→ **What you need to do**: Which lines of the entries contain the string "insert"? Copy each of them.
*** Opening Supplied material ***
//! DuckDB reference store implementation

use crate::error::{DbError, DbResult};
use crate::row_helpers::{execute_and_collect, get_cell};
use crate::traits::ReferenceStore;
use duckdb::Connection;
use kf_core::{DbType, ExistingProbe, ExistingRow, FactBatch, QualifiedTable};
use serde_json::Value;
use std::collections::{HashMap, HashSet};
use std::path::Path;
use std::sync::{Mutex, MutexGuard};

/// DuckDB reference store
#[derive(Debug)]
pub struct DuckDbStore {
    conn: Mutex<Connection>,
}

impl DuckDbStore {
    /// Create a new in-memory DuckDB connection
    pub fn in_memory() -> DbResult<Self> {
        let conn =
            Connection::open_in_memory().map_err(|e| DbError::ConnectionError(e.to_string()))?;
        Ok(Self::from_connection(conn))
    }

    /// Create a new DuckDB connection from a file path
    pub fn from_path(path: &Path) -> DbResult<Self> {
        let conn = Connection::open(path).map_err(|e| DbError::ConnectionError(e.to_string()))?;
        Ok(Self::from_connection(conn))
    }

    /// Create from path string (handles :memory: special case)
    pub fn new(path: &str) -> DbResult<Self> {
        if path == ":memory:" {
            Self::in_memory()
        } else {
            Self::from_path(Path::new(path))
        }
    }

    fn from_connection(conn: Connection) -> Self {
        Self {
            conn: Mutex::new(conn),
        }
    }

    /// Open another connection to the same database.
    ///
    /// Each concurrently running domain gets its own connection; DuckDB
    /// arbitrates between them.
    pub fn try_clone(&self) -> DbResult<Self> {
        let conn = self
            .lock()?
            .try_clone()
            .map_err(|e| DbError::ConnectionError(e.to_string()))?;
        Ok(Self::from_connection(conn))
    }

    fn lock(&self) -> DbResult<MutexGuard<'_, Connection>> {
        self.conn
            .lock()
            .map_err(|e| DbError::MutexPoisoned(e.to_string()))
    }
}

impl ReferenceStore for DuckDbStore {
    fn execute(&self, sql: &str) -> DbResult<usize> {
        let conn = self.lock()?;
        log::debug!("Executing: {}", sql);
        Ok(conn.execute(sql, [])?)
    }

    fn execute_batch(&self, sql: &str) -> DbResult<()> {
        let conn = self.lock()?;
        Ok(conn.execute_batch(sql)?)
    }

    fn fetch_existing(
        &self,
        sql: &str,
        probe: &ExistingProbe,
    ) -> DbResult<HashMap<String, ExistingRow>> {
        let conn = self.lock()?;
        let mut stmt = conn.prepare(sql)?;
        let flags = probe.null_check_columns.len();
        let expected = 1 + flags + probe.array_columns.len();

        let rows = stmt
            .query_map([], |row| {
                let key: Option<String> = row.get(0)?;
                let mut null_columns = HashSet::new();
                for (i, column) in probe.null_check_columns.iter().enumerate() {
                    if row.get::<_, Option<bool>>(1 + i)?.unwrap_or(false) {
                        null_columns.insert(column.clone());
                    }
                }
                let mut arrays = HashMap::new();
                let mut null_arrays = HashSet::new();
                for (i, column) in probe.array_columns.iter().enumerate() {
                    let items = match get_cell(row, 1 + flags + i)? {
                        Value::Array(items) => items,
                        Value::Null => {
                            null_arrays.insert(column.clone());
                            Vec::new()
                        }
                        _ => Vec::new(),
                    };
                    arrays.insert(column.clone(), items);
                }
                Ok((
                    key,
                    row.as_ref().column_count(),
                    ExistingRow {
                        null_columns,
                        arrays,
                        null_arrays,
                    },
                ))
            })?
            .collect::<Result<Vec<_>, _>>()?;

        let mut existing = HashMap::with_capacity(rows.len());
        for (key, width, row) in rows {
            if width != expected {
                return Err(DbError::UnexpectedResult(format!(
                    "existence query returned {width} columns, expected {expected}"
                )));
            }
            if let Some(key) = key {
                existing.insert(key, row);
            }
        }
        Ok(existing)
    }

    fn load_facts(&self, sql: &str) -> DbResult<FactBatch> {
        let conn = self.lock()?;
        let mut stmt = conn.prepare(sql)?;
        let (names, rows) = execute_and_collect(&mut stmt)?;

        let mut columns: Vec<Vec<Value>> = vec![Vec::with_capacity(rows.len()); names.len()];
        for row in rows {
            for (column, value) in columns.iter_mut().zip(row) {
                column.push(value);
            }
        }
        FactBatch::from_columns(names.into_iter().zip(columns))
            .map_err(|e| DbError::UnexpectedResult(e.to_string()))
    }

    fn relation_exists(&self, table: &QualifiedTable) -> DbResult<bool> {
        let conn = self.lock()?;
        let schema = table.schema.as_deref().unwrap_or("main");
        let count: i64 = conn.query_row(
            "SELECT COUNT(*) FROM information_schema.tables \
             WHERE table_schema = ? AND table_name = ?",
            [schema, table.table.as_str()],
            |row| row.get(0),
        )?;
        Ok(count > 0)
    }

    fn db_type(&self) -> DbType {
        DbType::DuckDb
    }
}

#[cfg(test)]
#[path = "duckdb_test.rs"]
mod tests;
*** Closing Supplied material ***
→ **Output below**:
                        null_columns.insert(column.clone());
                            null_arrays.insert(column.clone());
                    arrays.insert(column.clone(), items);
                existing.insert(key, row);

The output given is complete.